Women of color are also cut off from investment opportunities. According to a 2020 PitchBook report, women of color receive just 2% of venture capital funding. The venture capital world itself is still predominantly white and male.
Let’s face it: a business cannot grow or develop without a variety of credit resources, especially if the business owner is considering pursuing procurement opportunities. Entrepreneurs need a constant cash flow to keep their business operational and support the business in times of crisis.
Lack of access to capital underscores the essential role of community development finance institutions (CDFIs). CDFIs are non-profit organizations strategically serving struggling communities by providing business owners with loans, training, and technical support through funds provided by the federal government, commercial banks, and for-profit foundations. non-profit. Through CDFIs, entrepreneurs can obtain low-interest loans that provide essential working capital to start and grow their businesses. (Small business owners wanting to find a CDFI can use this locator.)
Access to networks is one of the main problems facing women entrepreneurs. Without a legacy network, it is difficult to expand the reach, visibility and brand awareness of a business, resulting in missed opportunities.
In its report, Black Women Startups, Dell Gines collected information from 34 black women entrepreneurs. The participants said they wanted or would recommend four things be available for black women startups:
- access to general and specific knowledge of the company,
- peer engagement, and
- financial ressources.
Impediments to access to capital hamper the success of women and minority-owned businesses. The result is a snowball effect of inequality.
Despite the challenges, minority women still succeed in business, which in some cases is necessary for economic survival due to the lack of employment opportunities. The COVID-19 pandemic has created a new shock of uncertainty for women-owned and minority-owned businesses, creating a critical need for support, preferably delivered through a coordinated system of services that respond to challenges unique challenges facing underserved entrepreneurs.

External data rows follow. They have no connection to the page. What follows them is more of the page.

/// A sort-by expression (spec §4.7/§6). Up to 3 of these compose
/// lexicographically into a [`ScoreKey`]; a request may name up to 4, but
/// the 4th is dropped (with a warning) since the composite key carries only
/// `primary`/`secondary`/`tertiary`.
#[derive(Debug, Clone)]
pub enum SortExpr {
    Field { name: String, direction: SortDirection },
    Relevance,
    /// `loc(lat,lng)`: distance-based sort. Docs within `exclude_radius`
    /// meters tie at distance zero; `precision` rounds distance down to the
    /// nearest multiple of itself so near-equidistant docs tie too.
    Geo { field: String, lat: f64, lng: f64, direction: SortDirection, exclude_radius: Option<f64>, precision: Option<f64> },
    /// Quantizes the text-match score into coarse buckets so near-equal
    /// relevance ties and falls through to the next sort expression.
    TextMatchBuckets { buckets: u32, direction: SortDirection },
    /// Sorts matching docs first (or last, depending on direction).
    Eval { filter: String, direction: SortDirection },
    /// Deterministic hash-seeded pseudo-random order, for shuffled result
    /// pages that stay stable across repeated queries with the same seed.
    Random { seed: u64, direction: SortDirection },
}

pub struct SearchRequest<'a> {
    pub query: &'a str,
    pub query_by: Vec<String>,
    pub filter_by: Option<&'a str>,
    pub sort_by: Vec<SortExpr>,
    pub num_typos: u8,
    pub per_page: usize,
    pub page: usize,
    pub drop_tokens_threshold: usize,
    pub vector_query: Option<VectorQuery>,
    pub prioritize_exact_match: bool,
    pub facet_by: Vec<String>,
    pub facet_limit: usize,
    pub hidden_hits: Vec<u32>,
    pub pinned_hits: Vec<(u32, usize)>,
}

impl<'a> Default for SearchRequest<'a> {
    fn default() -> Self {
        Self {
            query: "*",
            query_by: Vec::new(),
            filter_by: None,
            sort_by: Vec::new(),
            num_typos: 1,
            per_page: 10,
            page: 1,
            drop_tokens_threshold: 1,
            vector_query: None,
            prioritize_exact_match: true,
            facet_by: Vec::new(),
            facet_limit: 10,
            hidden_hits: Vec::new(),
            pinned_hits: Vec::new(),
        }
    }
}

#[derive(Debug, Clone)]
pub struct SearchHit {
    pub seq_id: u32,
    pub text_score: f64,
    pub vector_distance: Option<f32>,
}

#[derive(Debug, Clone, Default)]
pub struct SearchResponse {
    pub hits: Vec<SearchHit>,
    pub found: usize,
    pub facet_counts: HashMap<String, Vec<(String, u32)>>,
    pub timed_out: bool,
}

/// Weights combined into [`ScoreKey::primary`] for a single text match
/// (spec §4.8 step 4's component list). Not specified numerically by
/// spec.md; chosen so exact-match and field priority dominate typo cost,
/// matching the qualitative ordering §4.8 describes. See `DESIGN.md`.
fn text_match_score(
    token_count: usize,
    min_inter_token_gap: u32,
    is_exact: bool,
    field_priority_rank: usize,
    typo_cost: u32,
    prioritize_exact_match: bool,
) -> f64 {
    let exact_weight = if prioritize_exact_match { 1000.0 } else { 200.0 };
    let exact_bonus = if is_exact { exact_weight } else { 0.0 };
    let field_bonus = 50.0 / (field_priority_rank as f64 + 1.0);
    let proximity_penalty = min_inter_token_gap as f64;
    let typo_penalty = typo_cost as f64 * 10.0;
    (token_count as f64) * 100.0 + exact_bonus + field_bonus - proximity_penalty - typo_penalty
}

fn min_inter_token_gap(doc: &DocTokenOffsets) -> u32 {
    if doc.per_token.len() < 2 {
        return 0;
    }
    let mut total = 0u32;
    for pair in doc.per_token.windows(2) {
        let (a, b) = (pair[0], pair[1]);
        let best = a
            .iter()
            .flat_map(|&x| b.iter().map(move |&y| (x as i64 - y as i64).unsigned_abs() as u32))
            .min()
            .unwrap_or(u32::MAX / 2);
        total = total.saturating_add(best);
    }
    total
}

pub struct SearchOrchestrator<'a> {
    collection: &'a Collection,
    synonyms: Option<&'a SynonymTable>,
    curation: Option<&'a CurationEngine>,
    registry: Option<&'a CollectionManager>,
}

In the meantime, the women themselves are rising to the challenge. Black Girl Ventures provides founders who identify black and brunette women with access to community, capital and capacity to help them reach business milestones that lead to economic advancement through entrepreneurship. Backstage Capital, founded by Arlan Hamilton, invests in companies led by under-represented founders of color.
Since its founding in 1999, the Women’s Entrepreneurial Opportunity Project (WEOP) has been dedicated to promoting the economic advancement of minority women with innovative programs and model projects that connect women to new opportunities for expansion and growth. business globally. The women change the narrative with a movement by “starting theirs”.